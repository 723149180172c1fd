//! Error types for actweek
//!
//! Exit codes:
//! - 0: Success
//! - 2: User error (bad args, bad config, malformed input)
//! - 3: Blocked (week already closed, conditional write lost)
//! - 4: Operation failed (storage, secrets, notification)

use std::path::PathBuf;
use thiserror::Error;

/// Exit codes for the actweek CLI
pub mod exit_codes {
    pub const SUCCESS: i32 = 0;
    pub const USER_ERROR: i32 = 2;
    pub const BLOCKED: i32 = 3;
    pub const OPERATION_FAILED: i32 = 4;
}

/// Main error type for actweek operations
#[derive(Error, Debug)]
pub enum Error {
    // User errors (exit code 2)
    #[error("Invalid configuration: {0}")]
    InvalidConfig(String),

    #[error("Invalid argument: {0}")]
    InvalidArgument(String),

    #[error("Invalid trigger event: {0}")]
    InvalidEvent(String),

    #[error("Missing required column '{0}'")]
    MissingColumn(String),

    #[error("Invalid value {value:?} for column '{column}' on line {line}")]
    InvalidRow {
        line: u64,
        column: String,
        value: String,
    },

    #[error("Snapshot columns differ: {0}")]
    SchemaMismatch(String),

    #[error("Invalid object key: {0}")]
    InvalidKey(String),

    // Blocked (exit code 3)
    #[error("Week {week} is already closed ({phase})")]
    WeekClosed { week: u32, phase: String },

    #[error("Concurrent update of {0}")]
    Conflict(String),

    // Operation failures (exit code 4)
    #[error("Object not found: {0}")]
    ObjectNotFound(String),

    #[error("Week {week} was claimed but {key} is missing")]
    MissingSnapshot { week: u32, key: String },

    #[error("Secret not found: {0}")]
    SecretNotFound(String),

    #[error("Notification failed: {0}")]
    Notify(String),

    #[error("HTTP error: {0}")]
    Http(#[from] reqwest::Error),

    #[error("CSV error: {0}")]
    Csv(#[from] csv::Error),

    #[error("IO error: {0}")]
    Io(#[from] std::io::Error),

    #[error("JSON error: {0}")]
    Json(#[from] serde_json::Error),

    #[error("TOML parse error: {0}")]
    TomlParse(#[from] toml::de::Error),

    #[error("TOML serialize error: {0}")]
    TomlSerialize(#[from] toml::ser::Error),

    #[error("Watch error: {0}")]
    Watch(#[from] notify::Error),

    #[error("Lock acquisition failed: {0}")]
    LockFailed(PathBuf),

    #[error("Operation failed: {0}")]
    OperationFailed(String),
}

impl Error {
    /// Get the exit code for this error
    pub fn exit_code(&self) -> i32 {
        match self {
            // User errors
            Error::InvalidConfig(_)
            | Error::InvalidArgument(_)
            | Error::InvalidEvent(_)
            | Error::MissingColumn(_)
            | Error::InvalidRow { .. }
            | Error::SchemaMismatch(_)
            | Error::InvalidKey(_) => exit_codes::USER_ERROR,

            // Blocked
            Error::WeekClosed { .. } | Error::Conflict(_) => exit_codes::BLOCKED,

            // Operation failures
            Error::ObjectNotFound(_)
            | Error::MissingSnapshot { .. }
            | Error::SecretNotFound(_)
            | Error::Notify(_)
            | Error::Http(_)
            | Error::Csv(_)
            | Error::Io(_)
            | Error::Json(_)
            | Error::TomlParse(_)
            | Error::TomlSerialize(_)
            | Error::Watch(_)
            | Error::LockFailed(_)
            | Error::OperationFailed(_) => exit_codes::OPERATION_FAILED,
        }
    }

    /// Status code reported back to the triggering environment
    pub fn status_code(&self) -> u16 {
        match self {
            Error::InvalidEvent(_)
            | Error::MissingColumn(_)
            | Error::InvalidRow { .. }
            | Error::SchemaMismatch(_)
            | Error::InvalidKey(_)
            | Error::Csv(_) => 400,
            Error::ObjectNotFound(_) => 404,
            Error::WeekClosed { .. } | Error::Conflict(_) => 409,
            _ => 500,
        }
    }

    /// Structured details for JSON error output
    pub fn details(&self) -> Option<serde_json::Value> {
        match self {
            Error::InvalidRow {
                line,
                column,
                value,
            } => Some(serde_json::json!({
                "line": line,
                "column": column,
                "value": value,
            })),
            Error::WeekClosed { week, phase } => Some(serde_json::json!({
                "week": week,
                "phase": phase,
            })),
            Error::MissingColumn(column) => Some(serde_json::json!({ "column": column })),
            Error::MissingSnapshot { week, key } => Some(serde_json::json!({
                "week": week,
                "key": key,
            })),
            _ => None,
        }
    }
}

/// Result type alias for actweek operations
pub type Result<T> = std::result::Result<T, Error>;

/// Wrapper for displaying errors in JSON format
#[derive(serde::Serialize)]
pub struct JsonError {
    pub error: String,
    pub code: i32,
    #[serde(skip_serializing_if = "Option::is_none")]
    pub details: Option<serde_json::Value>,
}

impl From<&Error> for JsonError {
    fn from(err: &Error) -> Self {
        JsonError {
            error: err.to_string(),
            code: err.exit_code(),
            details: err.details(),
        }
    }
}
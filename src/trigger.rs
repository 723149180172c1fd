//! Inbound trigger payloads and invocation results.
//!
//! The payload is the object-created notification shape used by common
//! object stores: `{"Records":[{"s3":{"bucket":{"name":..},"object":{"key":..}}}]}`.

use percent_encoding::{percent_decode_str, utf8_percent_encode, AsciiSet, NON_ALPHANUMERIC};
use serde::{Deserialize, Serialize};

use crate::error::{Error, Result};
use crate::week::Mode;

#[derive(Debug, Deserialize)]
struct Payload {
    #[serde(rename = "Records", default)]
    records: Vec<Record>,
}

#[derive(Debug, Deserialize)]
struct Record {
    s3: S3Entity,
}

#[derive(Debug, Deserialize)]
struct S3Entity {
    bucket: BucketRef,
    object: ObjectRef,
}

#[derive(Debug, Deserialize)]
struct BucketRef {
    name: String,
}

#[derive(Debug, Deserialize)]
struct ObjectRef {
    key: String,
}

/// Reference to a newly arrived object
#[derive(Debug, Clone, PartialEq, Eq, Serialize)]
pub struct TriggerEvent {
    pub bucket: String,
    pub key: String,
}

impl TriggerEvent {
    pub fn new(bucket: impl Into<String>, key: impl Into<String>) -> Self {
        Self {
            bucket: bucket.into(),
            key: key.into(),
        }
    }

    /// Parse a notification payload. Only the first record is used.
    pub fn parse(raw: &str) -> Result<Self> {
        let payload: Payload = serde_json::from_str(raw)
            .map_err(|err| Error::InvalidEvent(format!("malformed payload: {err}")))?;
        let record = payload
            .records
            .into_iter()
            .next()
            .ok_or_else(|| Error::InvalidEvent("payload has no records".to_string()))?;

        let key = decode_key(&record.s3.object.key)?;
        if record.s3.bucket.name.trim().is_empty() || key.trim().is_empty() {
            return Err(Error::InvalidEvent("bucket and key are required".to_string()));
        }
        Ok(Self {
            bucket: record.s3.bucket.name,
            key,
        })
    }

    /// The payload shape for this event, for feeding `handle`
    pub fn to_payload(&self) -> serde_json::Value {
        serde_json::json!({
            "Records": [{
                "s3": {
                    "bucket": { "name": self.bucket },
                    "object": { "key": encode_key(&self.key) },
                }
            }]
        })
    }
}

/// Bytes escaped when a key is put back into a payload
const KEY_ESCAPES: &AsciiSet = &NON_ALPHANUMERIC
    .remove(b'-')
    .remove(b'_')
    .remove(b'.')
    .remove(b'/')
    .remove(b'~');

/// Undo the form encoding object keys carry in notifications (`+` is a space).
///
/// Every `%` must start a two-digit hex escape.
pub fn decode_key(raw: &str) -> Result<String> {
    let bytes = raw.as_bytes();
    for (at, _) in raw.match_indices('%') {
        let escape = bytes.get(at + 1..at + 3);
        if !escape.is_some_and(|hex| hex.iter().all(u8::is_ascii_hexdigit)) {
            return Err(Error::InvalidEvent(format!("bad escape in key '{raw}'")));
        }
    }

    let spaced = raw.replace('+', " ");
    percent_decode_str(&spaced)
        .decode_utf8()
        .map(|key| key.into_owned())
        .map_err(|_| Error::InvalidEvent(format!("key '{raw}' is not UTF-8")))
}

fn encode_key(key: &str) -> String {
    utf8_percent_encode(key, KEY_ESCAPES).to_string()
}

/// What an invocation reports back to the triggering environment
#[derive(Debug, Clone, Serialize)]
pub struct InvocationResult {
    pub status_code: u16,
    pub message: String,
    #[serde(skip_serializing_if = "Option::is_none")]
    pub mode: Option<Mode>,
}

impl InvocationResult {
    pub fn ok(mode: Mode, message: impl Into<String>) -> Self {
        Self {
            status_code: 200,
            message: message.into(),
            mode: Some(mode),
        }
    }

    pub fn from_error(err: &Error) -> Self {
        Self {
            status_code: err.status_code(),
            message: err.to_string(),
            mode: None,
        }
    }

    pub fn is_success(&self) -> bool {
        self.status_code == 200
    }
}
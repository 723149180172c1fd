//! File locking and atomic writes for the filesystem object store
//!
//! - Exclusive locks (fs2/flock) guard conditional writes of week records
//! - Atomic write pattern (write temp + rename) for every object put
//! - Lock timeout with a fixed retry interval

use std::fs::{self, File, OpenOptions};
use std::io::{self, Write};
use std::path::Path;
use std::time::{Duration, Instant};

use fs2::FileExt;

use crate::error::{Error, Result};

/// Default lock timeout in milliseconds
pub const DEFAULT_LOCK_TIMEOUT_MS: u64 = 5000;

const LOCK_RETRY_INTERVAL_MS: u64 = 50;

fn is_lock_contended(err: &io::Error) -> bool {
    if err.kind() == io::ErrorKind::WouldBlock {
        return true;
    }

    // On Windows, fs2/libc can surface lock/sharing violations as "Other".
    #[cfg(windows)]
    {
        matches!(err.raw_os_error(), Some(32) | Some(33))
    }
    #[cfg(not(windows))]
    {
        false
    }
}

fn open_lock_file(path: &Path) -> Result<File> {
    if let Some(parent) = path.parent() {
        fs::create_dir_all(parent)?;
    }

    Ok(OpenOptions::new()
        .read(true)
        .write(true)
        .create(true)
        .truncate(false)
        .open(path)?)
}

/// A file lock guard that releases the lock when dropped
pub struct FileLock {
    file: File,
}

impl FileLock {
    /// Acquire an exclusive lock on `path`, creating the file if needed.
    ///
    /// Fails with [`Error::LockFailed`] once `timeout_ms` has elapsed.
    pub fn acquire(path: impl AsRef<Path>, timeout_ms: u64) -> Result<Self> {
        let path = path.as_ref();
        let file = open_lock_file(path)?;

        let start = Instant::now();
        let timeout = Duration::from_millis(timeout_ms);
        let retry_interval = Duration::from_millis(LOCK_RETRY_INTERVAL_MS);

        loop {
            match file.try_lock_exclusive() {
                Ok(()) => return Ok(FileLock { file }),
                Err(e) if is_lock_contended(&e) => {
                    if start.elapsed() >= timeout {
                        return Err(Error::LockFailed(path.to_path_buf()));
                    }
                    std::thread::sleep(retry_interval);
                }
                Err(e) => return Err(Error::Io(e)),
            }
        }
    }
}

impl Drop for FileLock {
    fn drop(&mut self) {
        let _ = self.file.unlock();
    }
}

/// Atomically write data to a file
///
/// Writes a sibling temp file and renames it over the target, so readers see
/// either the old object or the new one. Does NOT take a lock.
pub fn write_atomic(path: impl AsRef<Path>, data: &[u8]) -> Result<()> {
    let path = path.as_ref();

    if let Some(parent) = path.parent() {
        fs::create_dir_all(parent)?;
    }

    let temp_path = path.with_extension(format!(
        "{}.tmp.{}",
        path.extension().and_then(|e| e.to_str()).unwrap_or(""),
        std::process::id()
    ));

    let mut temp_file = File::create(&temp_path)?;
    temp_file.write_all(data)?;
    temp_file.sync_all()?;
    drop(temp_file);

    fs::rename(&temp_path, path)?;

    Ok(())
}

#[cfg(test)]
mod tests {
    use super::*;
    use std::sync::atomic::{AtomicUsize, Ordering};
    use std::sync::{Arc, Barrier};
    use std::thread;
    use tempfile::TempDir;

    #[test]
    fn lock_is_released_on_drop() {
        let temp_dir = TempDir::new().unwrap();
        let lock_path = temp_dir.path().join("locks").join("42_state.json.lock");

        let lock = FileLock::acquire(&lock_path, 1000).unwrap();
        assert!(lock_path.exists());
        assert!(matches!(
            FileLock::acquire(&lock_path, 50),
            Err(Error::LockFailed(path)) if path == lock_path
        ));

        drop(lock);

        assert!(FileLock::acquire(&lock_path, 50).is_ok());
    }

    #[test]
    fn timeout_returns_lock_failed() {
        let temp_dir = TempDir::new().unwrap();
        let lock_path = temp_dir.path().join("timeout.lock");

        let _lock = FileLock::acquire(&lock_path, 1000).unwrap();
        let result = FileLock::acquire(&lock_path, 50);
        assert!(matches!(result, Err(Error::LockFailed(_))));
    }

    #[test]
    fn atomic_write_overwrites_and_leaves_no_temp() {
        let temp_dir = TempDir::new().unwrap();
        let file_path = temp_dir.path().join("bucket").join("42_requested.csv");

        write_atomic(&file_path, b"owner\nele\n").unwrap();
        write_atomic(&file_path, b"owner\nmerc\n").unwrap();

        assert_eq!(fs::read_to_string(&file_path).unwrap(), "owner\nmerc\n");
        let entries: Vec<_> = fs::read_dir(file_path.parent().unwrap())
            .unwrap()
            .collect();
        assert_eq!(entries.len(), 1);
    }

    #[test]
    fn single_lock_holder_under_contention() {
        let temp_dir = TempDir::new().unwrap();
        let lock_path = temp_dir.path().join("stress.lock");

        let threads = 8;
        let barrier = Arc::new(Barrier::new(threads));
        let in_lock = Arc::new(AtomicUsize::new(0));
        let max_concurrent = Arc::new(AtomicUsize::new(0));

        let mut handles = Vec::with_capacity(threads);
        for _ in 0..threads {
            let barrier = Arc::clone(&barrier);
            let in_lock = Arc::clone(&in_lock);
            let max_concurrent = Arc::clone(&max_concurrent);
            let lock_path = lock_path.clone();

            handles.push(thread::spawn(move || {
                barrier.wait();
                let _lock = FileLock::acquire(&lock_path, 2000).unwrap();

                let current = in_lock.fetch_add(1, Ordering::SeqCst) + 1;
                let _ = max_concurrent.fetch_max(current, Ordering::SeqCst);
                thread::sleep(Duration::from_millis(5));
                in_lock.fetch_sub(1, Ordering::SeqCst);
            }));
        }

        for handle in handles {
            handle.join().unwrap();
        }

        assert_eq!(max_concurrent.load(Ordering::SeqCst), 1);
    }
}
------------------------
§ **What needs to be done**
Gather from the data above every line with the string "MissingColumn".

§ **Completed task**
    MissingColumn(String),
            | Error::MissingColumn(_)
            | Error::MissingColumn(_)
            Error::MissingColumn(column) => Some(serde_json::json!({ "column": column })),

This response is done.